1946 Bay-class anti-aircraft frigate of the Royal Navy

HMS Padstow Bay was a anti-aircraft frigate of the British Royal Navy, named for Padstow Bay on the northern coast of Cornwall. Commissioned in 1946, she served on the American and West Indies Station only until 1947 before being put into reserve, and then sold for scrapping in 1959.

==Construction==
The ship was originally ordered on 19 January 1944 as the Loch Coulside. However, the contract was then changed, and the ship was laid down by Henry Robb of Leith on 25 September 1944 to a revised design as a Bay-class. Admiralty Job No. J11867 was launched as Padstow Bay on 28 August 1945, and completed on 11 March 1946.

==Service history==
After sea trials, Padstow Bay sailed to Plymouth still lacking her full complement. The ship was finally commissioned in June to serve on the American and West Indies Station. In July she sailed for Bermuda, calling at Ponta Delgada, Azores for fuel, and arriving at Bermuda on 8 August.

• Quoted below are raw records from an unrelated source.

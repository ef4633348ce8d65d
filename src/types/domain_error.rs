use crate::types::FieldErrorSet;
use std::borrow::Cow;
use std::fmt;

/// Error returned by a value object's fallible constructor.
///
/// Codecs treat the two variants differently:
///
/// - [`DomainError::Validation`] is a declared rejection. Its messages are
///   recorded as-is, attributed to the field the codec is converting (falling back
///   to the field names carried in the set when no property is active).
/// - [`DomainError::Unexpected`] is any other failure. It is flattened into one
///   message under the current field so the aggregate keeps a uniform shape.
///
/// # Examples
///
/// ```
/// use field_rail::DomainError;
///
/// let err = DomainError::validation("firstName", "Name cannot be empty.");
/// assert!(err.is_validation());
/// assert_eq!(err.to_string(), "firstName: Name cannot be empty.");
///
/// let err = DomainError::unexpected("lookup.failed", "directory unavailable");
/// assert!(!err.is_validation());
/// ```
#[derive(Debug, Clone, PartialEq, Eq)]
pub enum DomainError {
    Validation(FieldErrorSet),
    Unexpected { code: Cow<'static, str>, detail: String },
}

impl DomainError {
    /// A single declared validation failure.
    pub fn validation(field: impl Into<String>, message: impl Into<String>) -> Self {
        let mut set = FieldErrorSet::new();
        set.push(field, message);
        Self::Validation(set)
    }

    /// Several declared validation failures at once.
    #[inline]
    pub fn validation_many(errors: FieldErrorSet) -> Self {
        Self::Validation(errors)
    }

    /// A failure that is not a validation rejection.
    #[inline]
    pub fn unexpected(code: impl Into<Cow<'static, str>>, detail: impl Into<String>) -> Self {
        Self::Unexpected { code: code.into(), detail: detail.into() }
    }

    #[inline]
    pub fn is_validation(&self) -> bool {
        matches!(self, Self::Validation(_))
    }
}

impl fmt::Display for DomainError {
    fn fmt(&self, f: &mut fmt::Formatter<'_>) -> fmt::Result {
        match self {
            Self::Validation(errors) => write!(f, "{}", errors),
            Self::Unexpected { code, detail } => write!(f, "{} ({})", detail, code),
        }
    }
}

impl std::error::Error for DomainError {}

impl From<FieldErrorSet> for DomainError {
    fn from(errors: FieldErrorSet) -> Self {
        Self::Validation(errors)
    }
}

In September and October she carried out an extensive series of visits, stopping at Havana, Cuba, Veracruz, Mexico, Honduras, Kingston, Jamaica, Bluefields, Nicaragua, Cartagena, Colombia, Curaçao, La Guaira, Venezuela, Trinidad, Georgetown, British Guiana, Paramaribo, Surinam, and Cayenne, French Guiana, returning to Bermuda by 15 November.

After local duties, she sailed on 31 December 1945 with ships of the Squadron for more exercises and another visits programme. In January 1946 she called at Antigua and Tobago, in February, Grenada, then Saint Thomas, U.S. Virgin Islands, Guadeloupe, Marie-Galante and Sint Eustatius in March.

After a routine docking at the Royal Naval Dockyard, Bermuda, in June she embarked on a visit to North America with the cruiser . On 1 July she arrived at Halifax, Nova Scotia, to take part in joint exercises with ships of the Royal Canadian Navy. In August she sailed from Halifax to ports in the Eastern Canadian Provinces, calling at Bathurst, New Brunswick, Ellis Bay, Anticosti, Miquelon, and Argentia and St. John's, Newfoundland. In September she visited Montreal with Sheffield, before returning to Bermuda via Portsmouth, New Hampshire.

In October she sailed for the UK, arriving back at Plymouth on 18 November, was decommissioned, and laid-up with the Reserve Fleet in December. Padstow Bay remained in the Reserve Fleet until 1958 when the ship was placed on the Disposal List. In 1959 she was sold to BISCO for demolition by an Italian shipbreaker and towed to La Spezia, arriving on 11 August.